Si ces divers voyages n’ont rien appris de nouveau sur le Thibet, ils ont du moins fait connaître le Szechuen. Pendant ces dernières années, un Allemand, le baron de Richtofen, l’a parcouru dans tous les sens ; il a révélé toutes les richesses que l’agriculture et l’industrie minière en peuvent retirer, mais aussi il a fait voir que ce quartier du globe ne peut avoir d’autre débouché que le Yang-tsé-kiang. Notre malheureux compatriote Francis Garnier venait de reconnaître le cours supérieur de ce fleuve quelques mois avant l’expédition du Tonkin qui lui a coûté la vie[1]. Lui aussi pensait que les produits de la Chine occidentale doivent s’exporter par Canton ou Shanghaï ; le but principal de son excursion avait été d’explorer les rapides du Yang-tsé en vue d’en rendre la navigation possible par des bateaux à vapeur. C’est une illusion sans contredit de croire que l’on détournera ce commerce vers l’Occident par une route plus courte ouverte à travers le massif des montagnes.

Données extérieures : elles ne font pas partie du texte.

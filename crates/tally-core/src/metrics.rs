//! Derived habit metrics
//!
//! Pure functions over a habits snapshot and an explicit reference date.
//! Nothing here reads the clock or caches results; callers recompute on
//! demand.
//!
//! Streaks are counted in consecutive calendar days for every habit,
//! including weekly ones. A weekly habit done once every seven days shows a
//! streak of 1 at best.

use chrono::{Days, NaiveDate};
use serde::Serialize;

use crate::models::Habit;

/// Streak length that counts as reaching the goal
pub const DEFAULT_GOAL_DAYS: u32 = 30;

/// Consecutive completed days ending at `as_of`
///
/// Zero when `as_of` itself is not completed.
pub fn current_streak(habit: &Habit, as_of: NaiveDate) -> u32 {
    let mut streak = 0;
    let mut day = Some(as_of);

    while let Some(d) = day {
        if !habit.completed_dates.contains(&d) {
            break;
        }
        streak += 1;
        day = d.checked_sub_days(Days::new(1));
    }

    streak
}

/// Best current streak over all habits, 0 for an empty collection
pub fn longest_streak_across(habits: &[Habit], as_of: NaiveDate) -> u32 {
    habits
        .iter()
        .map(|h| current_streak(h, as_of))
        .max()
        .unwrap_or(0)
}

/// Number of habits completed on `date`
pub fn completed_on(habits: &[Habit], date: NaiveDate) -> usize {
    habits.iter().filter(|h| h.is_completed_on(date)).count()
}

/// Rounded percentage of habits completed on `date`
///
/// Defined as 0 for an empty collection.
pub fn completion_rate(habits: &[Habit], date: NaiveDate) -> u32 {
    let total = habits.len();
    if total == 0 {
        return 0;
    }
    let completed = completed_on(habits, date);
    (100.0 * completed as f64 / total as f64).round() as u32
}

/// Number of habits not yet completed on `date`
pub fn pending_count(habits: &[Habit], date: NaiveDate) -> usize {
    habits.len() - completed_on(habits, date)
}

/// Current streak as a percentage of `goal_days`, capped at 100
///
/// A zero-day goal is always met.
pub fn goal_progress(habit: &Habit, as_of: NaiveDate, goal_days: u32) -> f64 {
    if goal_days == 0 {
        return 100.0;
    }
    let streak = current_streak(habit, as_of);
    (100.0 * f64::from(streak) / f64::from(goal_days)).min(100.0)
}

/// Named band of streak length
#[derive(Debug, Clone, Copy, PartialEq, Eq, PartialOrd, Ord, Serialize)]
#[serde(rename_all = "lowercase")]
pub enum StreakTier {
    Starting,
    Building,
    Strong,
    Master,
}

impl StreakTier {
    pub fn from_streak(streak: u32) -> Self {
        match streak {
            s if s >= 30 => StreakTier::Master,
            s if s >= 14 => StreakTier::Strong,
            s if s >= 7 => StreakTier::Building,
            _ => StreakTier::Starting,
        }
    }

    pub fn label(&self) -> &'static str {
        match self {
            StreakTier::Starting => "Starting",
            StreakTier::Building => "Building",
            StreakTier::Strong => "Strong",
            StreakTier::Master => "Master!",
        }
    }
}

/// Aggregate numbers for one day across the whole collection
#[derive(Debug, Clone, Copy, Default, PartialEq, Eq, Serialize)]
pub struct HabitSummary {
    pub total: usize,
    pub completed: usize,
    pub pending: usize,
    pub completion_rate: u32,
    pub longest_streak: u32,
}

impl HabitSummary {
    /// Compute every aggregate for `date`
    pub fn for_date(habits: &[Habit], date: NaiveDate) -> Self {
        Self {
            total: habits.len(),
            completed: completed_on(habits, date),
            pending: pending_count(habits, date),
            completion_rate: completion_rate(habits, date),
            longest_streak: longest_streak_across(habits, date),
        }
    }
}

Reste le Thibet tout seul dont les Anglais auraient à se préoccuper. Par quelle cause cette contrée est-elle impénétrable pour eux ? Ce sont peut-être les missionnaires qui vont nous l’apprendre. Ces zélés propagateurs de la foi catholique s’inquiètent peu des longitudes et des latitudes, que les géographes veulent connaître avec précision ; sauf quelques rares exceptions, ils n’étudient guère la faune et la flore des contrées qu’ils parcourent, ils ne cherchent pas à se renseigner sur les habitudes du commerce. Par compensation, ils envoient souvent des pays lointains qu’ils visitent des observations sur l’état social et politique, observations d’autant plus précieuses qu’ils vivent avec le menu peuple et pénètrent plus avant que ne le peuvent faire les autres Européens.

L’occupation de Pékin par l’armée anglo-française et le traité de paix qui s’ensuivit eurent, on le sait, pour conséquence de donner

  1. A voir quelle science et quel dévoûment les officiers de la marine française apportent dans les voyages d’exploration qui leur sont quelquefois confiés, on se sent regretter que les missions de ce genre ne soient pas plus fréquentes. L’indo-Chine est encore bien peu connue. Pourquoi la belle expédition du Mékong n’a-t-elle été suivie d’aucune autre ?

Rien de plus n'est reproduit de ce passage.